- Opening Delimiter -
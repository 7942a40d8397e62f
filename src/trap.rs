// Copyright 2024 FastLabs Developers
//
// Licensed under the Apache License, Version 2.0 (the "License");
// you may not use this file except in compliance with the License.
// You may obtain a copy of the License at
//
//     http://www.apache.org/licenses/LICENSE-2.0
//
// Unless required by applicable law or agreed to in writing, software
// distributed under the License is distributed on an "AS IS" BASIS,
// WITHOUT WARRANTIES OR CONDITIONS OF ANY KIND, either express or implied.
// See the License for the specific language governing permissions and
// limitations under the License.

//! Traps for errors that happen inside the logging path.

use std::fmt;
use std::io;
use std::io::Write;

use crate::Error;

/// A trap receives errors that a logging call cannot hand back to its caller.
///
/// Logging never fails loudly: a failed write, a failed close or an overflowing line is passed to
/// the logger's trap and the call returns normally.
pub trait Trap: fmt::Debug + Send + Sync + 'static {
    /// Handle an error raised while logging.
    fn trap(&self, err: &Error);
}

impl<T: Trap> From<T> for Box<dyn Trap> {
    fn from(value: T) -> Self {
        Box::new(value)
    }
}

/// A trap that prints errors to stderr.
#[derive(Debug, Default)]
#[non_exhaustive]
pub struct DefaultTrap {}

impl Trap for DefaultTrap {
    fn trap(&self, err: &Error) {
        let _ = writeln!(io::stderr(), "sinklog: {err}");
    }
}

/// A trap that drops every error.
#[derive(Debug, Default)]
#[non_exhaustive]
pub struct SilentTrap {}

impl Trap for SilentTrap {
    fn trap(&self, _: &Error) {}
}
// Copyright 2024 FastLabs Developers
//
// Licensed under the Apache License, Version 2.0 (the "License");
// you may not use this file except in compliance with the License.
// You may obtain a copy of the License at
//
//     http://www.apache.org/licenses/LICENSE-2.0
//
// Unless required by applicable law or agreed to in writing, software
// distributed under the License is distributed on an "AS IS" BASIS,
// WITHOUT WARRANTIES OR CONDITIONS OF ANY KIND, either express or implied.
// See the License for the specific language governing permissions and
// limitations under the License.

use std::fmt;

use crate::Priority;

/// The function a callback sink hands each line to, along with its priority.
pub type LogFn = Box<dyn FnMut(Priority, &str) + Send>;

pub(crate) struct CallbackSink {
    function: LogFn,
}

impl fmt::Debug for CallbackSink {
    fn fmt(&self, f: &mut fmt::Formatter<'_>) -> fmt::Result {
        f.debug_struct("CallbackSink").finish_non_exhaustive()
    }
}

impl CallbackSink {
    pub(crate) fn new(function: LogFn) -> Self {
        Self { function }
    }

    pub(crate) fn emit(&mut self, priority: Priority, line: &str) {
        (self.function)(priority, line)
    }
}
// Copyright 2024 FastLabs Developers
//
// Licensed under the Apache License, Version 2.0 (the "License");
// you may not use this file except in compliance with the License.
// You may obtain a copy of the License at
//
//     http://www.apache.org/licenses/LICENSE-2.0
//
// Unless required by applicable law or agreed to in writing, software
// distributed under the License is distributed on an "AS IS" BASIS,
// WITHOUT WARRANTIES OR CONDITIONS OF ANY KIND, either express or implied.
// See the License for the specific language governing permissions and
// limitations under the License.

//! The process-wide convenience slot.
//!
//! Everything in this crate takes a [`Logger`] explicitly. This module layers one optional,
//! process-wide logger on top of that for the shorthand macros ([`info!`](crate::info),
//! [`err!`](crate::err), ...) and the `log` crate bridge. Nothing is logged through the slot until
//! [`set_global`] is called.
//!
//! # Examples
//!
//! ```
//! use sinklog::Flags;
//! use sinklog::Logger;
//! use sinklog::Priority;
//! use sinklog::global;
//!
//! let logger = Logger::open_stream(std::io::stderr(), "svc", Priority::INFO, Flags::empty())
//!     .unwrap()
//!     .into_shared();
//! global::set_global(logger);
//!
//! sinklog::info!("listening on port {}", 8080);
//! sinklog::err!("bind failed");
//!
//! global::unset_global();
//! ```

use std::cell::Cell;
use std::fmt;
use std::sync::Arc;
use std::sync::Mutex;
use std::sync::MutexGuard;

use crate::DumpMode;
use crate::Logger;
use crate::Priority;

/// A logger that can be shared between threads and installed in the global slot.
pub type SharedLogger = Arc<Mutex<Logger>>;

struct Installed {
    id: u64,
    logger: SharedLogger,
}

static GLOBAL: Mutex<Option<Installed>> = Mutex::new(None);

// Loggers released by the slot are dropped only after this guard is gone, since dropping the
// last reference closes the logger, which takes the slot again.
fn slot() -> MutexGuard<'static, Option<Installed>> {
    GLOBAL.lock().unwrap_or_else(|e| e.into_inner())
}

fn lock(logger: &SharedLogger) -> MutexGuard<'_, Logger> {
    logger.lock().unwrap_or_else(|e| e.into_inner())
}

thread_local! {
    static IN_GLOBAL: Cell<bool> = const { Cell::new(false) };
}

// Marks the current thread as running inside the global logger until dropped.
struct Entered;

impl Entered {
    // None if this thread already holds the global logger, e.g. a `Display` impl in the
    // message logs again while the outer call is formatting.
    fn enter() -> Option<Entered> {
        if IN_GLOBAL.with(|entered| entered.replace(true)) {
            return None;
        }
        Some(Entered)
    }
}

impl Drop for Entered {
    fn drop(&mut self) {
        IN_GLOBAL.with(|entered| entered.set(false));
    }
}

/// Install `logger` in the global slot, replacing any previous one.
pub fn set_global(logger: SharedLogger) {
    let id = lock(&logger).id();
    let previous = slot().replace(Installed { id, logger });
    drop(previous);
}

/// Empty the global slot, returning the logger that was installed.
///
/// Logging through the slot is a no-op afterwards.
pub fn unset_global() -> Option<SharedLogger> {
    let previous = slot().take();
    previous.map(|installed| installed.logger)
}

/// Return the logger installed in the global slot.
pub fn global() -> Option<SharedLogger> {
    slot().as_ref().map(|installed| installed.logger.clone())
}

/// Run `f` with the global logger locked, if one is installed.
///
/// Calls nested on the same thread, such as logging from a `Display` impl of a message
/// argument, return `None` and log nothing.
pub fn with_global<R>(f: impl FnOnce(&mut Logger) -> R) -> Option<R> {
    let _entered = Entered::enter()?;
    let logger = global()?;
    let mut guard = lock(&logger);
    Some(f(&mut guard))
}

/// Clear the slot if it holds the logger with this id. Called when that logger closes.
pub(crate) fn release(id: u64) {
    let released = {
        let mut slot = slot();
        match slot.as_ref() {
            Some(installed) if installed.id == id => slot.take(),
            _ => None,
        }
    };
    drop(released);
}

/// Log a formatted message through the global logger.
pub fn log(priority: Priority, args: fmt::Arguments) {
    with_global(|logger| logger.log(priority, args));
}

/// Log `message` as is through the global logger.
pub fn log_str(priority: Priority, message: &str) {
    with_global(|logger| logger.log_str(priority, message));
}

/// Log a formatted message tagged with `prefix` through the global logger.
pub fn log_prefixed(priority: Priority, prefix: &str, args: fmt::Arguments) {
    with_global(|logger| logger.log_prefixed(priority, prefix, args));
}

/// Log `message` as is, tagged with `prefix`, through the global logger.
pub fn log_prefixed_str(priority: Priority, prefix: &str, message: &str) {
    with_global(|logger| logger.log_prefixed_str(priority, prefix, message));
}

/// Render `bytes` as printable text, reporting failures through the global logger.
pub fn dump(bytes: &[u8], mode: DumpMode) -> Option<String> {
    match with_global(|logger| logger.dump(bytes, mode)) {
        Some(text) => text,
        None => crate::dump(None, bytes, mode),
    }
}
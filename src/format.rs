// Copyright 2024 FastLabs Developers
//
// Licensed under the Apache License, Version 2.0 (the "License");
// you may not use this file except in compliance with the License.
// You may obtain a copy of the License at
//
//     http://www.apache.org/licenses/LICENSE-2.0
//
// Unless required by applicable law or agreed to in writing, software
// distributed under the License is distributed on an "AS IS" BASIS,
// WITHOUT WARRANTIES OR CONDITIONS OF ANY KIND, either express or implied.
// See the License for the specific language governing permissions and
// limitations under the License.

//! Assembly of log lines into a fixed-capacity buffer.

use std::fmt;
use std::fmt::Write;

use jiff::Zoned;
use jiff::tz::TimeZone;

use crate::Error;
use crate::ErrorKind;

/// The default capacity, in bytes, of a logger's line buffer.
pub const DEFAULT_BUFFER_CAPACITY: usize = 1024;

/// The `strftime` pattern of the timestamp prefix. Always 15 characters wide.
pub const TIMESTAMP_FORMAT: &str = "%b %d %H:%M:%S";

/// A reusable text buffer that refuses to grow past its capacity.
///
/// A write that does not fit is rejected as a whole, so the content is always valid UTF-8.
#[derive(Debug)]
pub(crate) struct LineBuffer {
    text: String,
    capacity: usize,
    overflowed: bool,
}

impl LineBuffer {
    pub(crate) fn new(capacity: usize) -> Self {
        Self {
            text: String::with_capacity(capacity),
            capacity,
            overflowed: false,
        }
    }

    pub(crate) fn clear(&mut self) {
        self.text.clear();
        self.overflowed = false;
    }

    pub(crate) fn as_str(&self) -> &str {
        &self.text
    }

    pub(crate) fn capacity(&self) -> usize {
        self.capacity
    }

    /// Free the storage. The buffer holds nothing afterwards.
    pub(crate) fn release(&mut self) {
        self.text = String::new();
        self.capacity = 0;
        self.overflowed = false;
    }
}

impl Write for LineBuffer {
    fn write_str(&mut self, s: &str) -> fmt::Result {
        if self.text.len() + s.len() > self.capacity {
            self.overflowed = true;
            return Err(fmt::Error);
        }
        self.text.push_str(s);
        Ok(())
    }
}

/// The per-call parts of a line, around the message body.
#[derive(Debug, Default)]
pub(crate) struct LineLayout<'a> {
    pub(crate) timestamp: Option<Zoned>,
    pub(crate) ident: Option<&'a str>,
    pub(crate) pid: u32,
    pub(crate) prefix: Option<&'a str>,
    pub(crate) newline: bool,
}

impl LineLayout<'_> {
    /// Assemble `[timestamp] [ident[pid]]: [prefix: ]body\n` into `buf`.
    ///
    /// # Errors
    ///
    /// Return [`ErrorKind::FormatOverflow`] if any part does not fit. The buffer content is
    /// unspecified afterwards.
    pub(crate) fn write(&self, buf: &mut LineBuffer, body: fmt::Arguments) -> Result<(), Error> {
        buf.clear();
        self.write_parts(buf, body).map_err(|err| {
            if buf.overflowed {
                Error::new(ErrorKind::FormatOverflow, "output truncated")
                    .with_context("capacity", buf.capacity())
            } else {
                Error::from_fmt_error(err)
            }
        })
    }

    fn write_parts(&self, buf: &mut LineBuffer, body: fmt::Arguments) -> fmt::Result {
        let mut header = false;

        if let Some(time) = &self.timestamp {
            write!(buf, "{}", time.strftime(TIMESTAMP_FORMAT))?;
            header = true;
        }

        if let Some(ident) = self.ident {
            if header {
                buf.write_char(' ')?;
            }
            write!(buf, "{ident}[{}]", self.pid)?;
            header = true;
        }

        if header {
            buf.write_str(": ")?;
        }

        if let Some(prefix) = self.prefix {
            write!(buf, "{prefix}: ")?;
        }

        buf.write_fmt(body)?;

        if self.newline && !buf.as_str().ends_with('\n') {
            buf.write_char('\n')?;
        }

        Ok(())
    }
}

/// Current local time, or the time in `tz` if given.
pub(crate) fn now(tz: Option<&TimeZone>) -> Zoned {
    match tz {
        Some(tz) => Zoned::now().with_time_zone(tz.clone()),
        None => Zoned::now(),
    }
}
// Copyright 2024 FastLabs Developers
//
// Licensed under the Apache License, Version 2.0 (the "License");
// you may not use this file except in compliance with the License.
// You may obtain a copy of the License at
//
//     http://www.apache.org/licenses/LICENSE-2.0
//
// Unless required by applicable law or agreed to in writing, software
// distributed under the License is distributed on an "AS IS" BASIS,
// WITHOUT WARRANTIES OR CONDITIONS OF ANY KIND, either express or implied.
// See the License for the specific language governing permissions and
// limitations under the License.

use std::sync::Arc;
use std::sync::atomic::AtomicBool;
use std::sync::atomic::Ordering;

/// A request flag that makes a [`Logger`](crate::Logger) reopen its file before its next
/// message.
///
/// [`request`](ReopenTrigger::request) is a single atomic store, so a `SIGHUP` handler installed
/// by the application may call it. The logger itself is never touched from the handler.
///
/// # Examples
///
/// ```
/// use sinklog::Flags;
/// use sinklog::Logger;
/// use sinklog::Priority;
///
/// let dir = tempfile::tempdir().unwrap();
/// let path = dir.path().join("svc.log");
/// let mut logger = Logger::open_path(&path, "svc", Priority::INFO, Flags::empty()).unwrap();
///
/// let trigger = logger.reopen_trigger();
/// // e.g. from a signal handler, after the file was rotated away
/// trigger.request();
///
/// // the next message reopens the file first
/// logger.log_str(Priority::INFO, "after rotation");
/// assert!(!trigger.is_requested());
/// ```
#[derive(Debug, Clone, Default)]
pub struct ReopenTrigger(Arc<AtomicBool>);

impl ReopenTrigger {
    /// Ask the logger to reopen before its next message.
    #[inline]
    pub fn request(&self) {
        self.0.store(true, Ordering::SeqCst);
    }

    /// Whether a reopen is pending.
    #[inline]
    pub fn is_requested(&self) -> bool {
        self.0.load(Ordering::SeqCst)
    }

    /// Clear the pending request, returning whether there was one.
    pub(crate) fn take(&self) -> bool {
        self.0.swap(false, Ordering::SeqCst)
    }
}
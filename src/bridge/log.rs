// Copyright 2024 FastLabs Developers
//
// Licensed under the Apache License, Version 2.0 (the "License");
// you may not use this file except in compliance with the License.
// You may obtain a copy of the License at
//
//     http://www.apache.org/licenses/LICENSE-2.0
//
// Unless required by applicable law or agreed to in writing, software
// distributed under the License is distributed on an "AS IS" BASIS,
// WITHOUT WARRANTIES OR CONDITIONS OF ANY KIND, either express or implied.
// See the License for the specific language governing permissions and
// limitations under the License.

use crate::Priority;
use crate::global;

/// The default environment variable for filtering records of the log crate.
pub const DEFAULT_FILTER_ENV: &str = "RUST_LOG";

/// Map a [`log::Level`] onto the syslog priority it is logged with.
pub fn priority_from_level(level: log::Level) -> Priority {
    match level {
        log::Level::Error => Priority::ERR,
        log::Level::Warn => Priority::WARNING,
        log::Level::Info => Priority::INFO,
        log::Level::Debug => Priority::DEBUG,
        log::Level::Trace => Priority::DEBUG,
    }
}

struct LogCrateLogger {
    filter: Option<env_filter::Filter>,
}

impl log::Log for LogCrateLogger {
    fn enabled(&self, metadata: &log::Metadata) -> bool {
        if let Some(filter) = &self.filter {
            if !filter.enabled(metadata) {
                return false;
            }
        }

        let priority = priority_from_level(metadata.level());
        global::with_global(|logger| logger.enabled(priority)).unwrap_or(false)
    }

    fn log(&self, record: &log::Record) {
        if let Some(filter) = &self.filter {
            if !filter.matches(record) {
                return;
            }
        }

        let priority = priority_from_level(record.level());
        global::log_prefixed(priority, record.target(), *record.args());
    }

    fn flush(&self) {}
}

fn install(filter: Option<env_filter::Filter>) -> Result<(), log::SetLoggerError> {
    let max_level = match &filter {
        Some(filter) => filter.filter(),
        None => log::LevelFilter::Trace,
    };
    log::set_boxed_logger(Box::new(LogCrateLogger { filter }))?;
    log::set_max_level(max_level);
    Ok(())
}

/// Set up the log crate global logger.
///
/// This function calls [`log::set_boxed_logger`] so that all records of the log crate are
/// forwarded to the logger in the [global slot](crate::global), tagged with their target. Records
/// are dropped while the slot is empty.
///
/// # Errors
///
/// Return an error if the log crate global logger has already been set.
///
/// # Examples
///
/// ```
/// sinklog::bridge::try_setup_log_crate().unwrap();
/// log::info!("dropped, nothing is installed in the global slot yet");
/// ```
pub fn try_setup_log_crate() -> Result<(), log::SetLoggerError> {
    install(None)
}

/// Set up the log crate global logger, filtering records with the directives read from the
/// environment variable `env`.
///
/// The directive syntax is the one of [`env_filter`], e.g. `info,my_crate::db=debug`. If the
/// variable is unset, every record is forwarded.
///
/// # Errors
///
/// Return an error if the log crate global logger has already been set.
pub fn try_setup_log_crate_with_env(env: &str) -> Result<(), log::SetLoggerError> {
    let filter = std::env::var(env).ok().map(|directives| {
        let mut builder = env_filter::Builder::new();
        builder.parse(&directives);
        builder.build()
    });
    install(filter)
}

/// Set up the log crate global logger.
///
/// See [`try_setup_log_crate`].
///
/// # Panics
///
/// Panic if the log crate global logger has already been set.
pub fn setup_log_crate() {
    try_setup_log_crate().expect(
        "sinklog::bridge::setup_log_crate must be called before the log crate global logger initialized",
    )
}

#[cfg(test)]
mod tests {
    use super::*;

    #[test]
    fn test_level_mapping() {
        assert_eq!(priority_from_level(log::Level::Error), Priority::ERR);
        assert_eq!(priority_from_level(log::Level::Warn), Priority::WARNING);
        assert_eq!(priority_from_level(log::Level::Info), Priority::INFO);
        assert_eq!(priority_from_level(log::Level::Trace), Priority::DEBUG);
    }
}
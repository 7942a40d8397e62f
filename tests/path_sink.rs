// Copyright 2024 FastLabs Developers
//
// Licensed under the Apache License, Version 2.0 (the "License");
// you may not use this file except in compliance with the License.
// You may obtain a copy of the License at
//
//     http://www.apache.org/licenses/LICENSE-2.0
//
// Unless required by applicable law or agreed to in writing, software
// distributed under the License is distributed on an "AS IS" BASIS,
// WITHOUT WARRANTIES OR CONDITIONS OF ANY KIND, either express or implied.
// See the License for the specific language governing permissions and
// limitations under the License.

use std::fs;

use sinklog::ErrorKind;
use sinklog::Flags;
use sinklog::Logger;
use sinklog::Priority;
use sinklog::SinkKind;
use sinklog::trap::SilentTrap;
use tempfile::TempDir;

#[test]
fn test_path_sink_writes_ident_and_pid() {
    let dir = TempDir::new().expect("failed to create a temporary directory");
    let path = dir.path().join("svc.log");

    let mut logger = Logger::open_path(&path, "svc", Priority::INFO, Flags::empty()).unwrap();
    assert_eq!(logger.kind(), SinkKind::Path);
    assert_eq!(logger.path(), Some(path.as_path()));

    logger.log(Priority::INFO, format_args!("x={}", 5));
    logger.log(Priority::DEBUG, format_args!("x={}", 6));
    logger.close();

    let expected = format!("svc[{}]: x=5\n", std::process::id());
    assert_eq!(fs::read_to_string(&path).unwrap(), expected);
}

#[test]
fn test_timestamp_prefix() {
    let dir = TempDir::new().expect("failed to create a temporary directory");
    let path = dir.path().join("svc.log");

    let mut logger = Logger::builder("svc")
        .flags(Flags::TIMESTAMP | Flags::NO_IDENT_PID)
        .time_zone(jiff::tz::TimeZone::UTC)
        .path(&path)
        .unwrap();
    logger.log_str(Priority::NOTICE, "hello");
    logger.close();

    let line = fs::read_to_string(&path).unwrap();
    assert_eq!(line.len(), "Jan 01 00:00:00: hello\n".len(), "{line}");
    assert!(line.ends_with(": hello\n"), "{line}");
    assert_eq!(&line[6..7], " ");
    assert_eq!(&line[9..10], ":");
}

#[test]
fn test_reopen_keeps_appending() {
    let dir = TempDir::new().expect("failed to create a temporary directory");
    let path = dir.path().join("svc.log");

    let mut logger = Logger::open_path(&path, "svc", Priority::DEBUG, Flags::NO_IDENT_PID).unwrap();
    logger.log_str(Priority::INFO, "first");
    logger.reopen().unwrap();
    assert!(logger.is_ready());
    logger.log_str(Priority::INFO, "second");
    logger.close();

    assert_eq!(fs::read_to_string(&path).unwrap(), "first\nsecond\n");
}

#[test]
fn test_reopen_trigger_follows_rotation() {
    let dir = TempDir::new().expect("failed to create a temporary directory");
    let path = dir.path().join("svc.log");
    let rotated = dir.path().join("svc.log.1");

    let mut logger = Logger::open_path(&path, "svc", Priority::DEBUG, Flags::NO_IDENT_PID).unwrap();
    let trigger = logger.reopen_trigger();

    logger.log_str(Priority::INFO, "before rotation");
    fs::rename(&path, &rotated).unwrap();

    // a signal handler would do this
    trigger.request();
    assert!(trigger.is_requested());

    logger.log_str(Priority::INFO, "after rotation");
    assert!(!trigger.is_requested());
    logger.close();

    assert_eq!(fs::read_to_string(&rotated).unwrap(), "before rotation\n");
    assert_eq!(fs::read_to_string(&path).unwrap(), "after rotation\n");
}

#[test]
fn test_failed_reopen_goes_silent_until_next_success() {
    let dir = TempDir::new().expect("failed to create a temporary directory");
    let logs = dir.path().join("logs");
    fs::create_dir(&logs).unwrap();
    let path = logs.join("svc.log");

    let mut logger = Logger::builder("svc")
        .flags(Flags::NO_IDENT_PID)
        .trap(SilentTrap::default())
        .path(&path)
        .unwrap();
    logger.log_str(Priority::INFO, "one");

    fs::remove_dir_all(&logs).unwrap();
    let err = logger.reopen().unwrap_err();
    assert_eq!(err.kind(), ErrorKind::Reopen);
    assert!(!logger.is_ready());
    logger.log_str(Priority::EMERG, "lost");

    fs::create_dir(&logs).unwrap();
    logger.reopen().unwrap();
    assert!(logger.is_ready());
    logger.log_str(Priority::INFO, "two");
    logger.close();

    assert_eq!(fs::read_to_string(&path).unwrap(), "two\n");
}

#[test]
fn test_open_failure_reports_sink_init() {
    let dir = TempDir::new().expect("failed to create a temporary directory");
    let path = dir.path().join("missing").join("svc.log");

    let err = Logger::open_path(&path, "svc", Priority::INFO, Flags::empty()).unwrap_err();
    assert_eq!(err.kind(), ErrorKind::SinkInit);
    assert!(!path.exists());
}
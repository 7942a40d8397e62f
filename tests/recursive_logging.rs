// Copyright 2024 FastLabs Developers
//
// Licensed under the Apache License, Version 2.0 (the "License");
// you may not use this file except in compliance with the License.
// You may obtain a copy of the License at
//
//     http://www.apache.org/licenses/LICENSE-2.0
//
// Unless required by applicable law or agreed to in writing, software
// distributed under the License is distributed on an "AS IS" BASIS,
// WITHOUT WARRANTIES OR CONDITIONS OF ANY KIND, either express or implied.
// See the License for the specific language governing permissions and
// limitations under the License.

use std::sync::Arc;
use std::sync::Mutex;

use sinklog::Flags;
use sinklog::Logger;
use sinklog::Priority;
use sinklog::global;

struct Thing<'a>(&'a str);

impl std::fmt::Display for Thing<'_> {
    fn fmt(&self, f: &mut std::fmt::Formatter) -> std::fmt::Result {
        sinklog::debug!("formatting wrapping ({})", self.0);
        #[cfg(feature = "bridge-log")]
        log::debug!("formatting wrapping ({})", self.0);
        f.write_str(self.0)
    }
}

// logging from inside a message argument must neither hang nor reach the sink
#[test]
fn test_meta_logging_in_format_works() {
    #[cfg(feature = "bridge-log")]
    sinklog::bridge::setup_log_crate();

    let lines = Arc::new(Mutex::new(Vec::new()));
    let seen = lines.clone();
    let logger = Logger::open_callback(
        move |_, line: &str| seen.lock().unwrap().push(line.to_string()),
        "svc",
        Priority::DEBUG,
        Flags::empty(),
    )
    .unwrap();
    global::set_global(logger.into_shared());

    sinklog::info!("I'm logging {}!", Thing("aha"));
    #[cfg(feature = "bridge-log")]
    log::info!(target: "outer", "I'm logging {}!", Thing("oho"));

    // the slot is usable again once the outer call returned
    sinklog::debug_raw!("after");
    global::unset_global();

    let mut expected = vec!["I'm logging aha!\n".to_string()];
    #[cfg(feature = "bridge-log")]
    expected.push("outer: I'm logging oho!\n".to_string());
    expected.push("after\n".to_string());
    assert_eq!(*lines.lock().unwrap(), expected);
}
- Closing Delimiter -
**Aim of the task:**
From the entries above, collect every line with the string "store" in it.

**Task result:**
/// [`request`](ReopenTrigger::request) is a single atomic store, so a `SIGHUP` handler installed
        self.0.store(true, Ordering::SeqCst);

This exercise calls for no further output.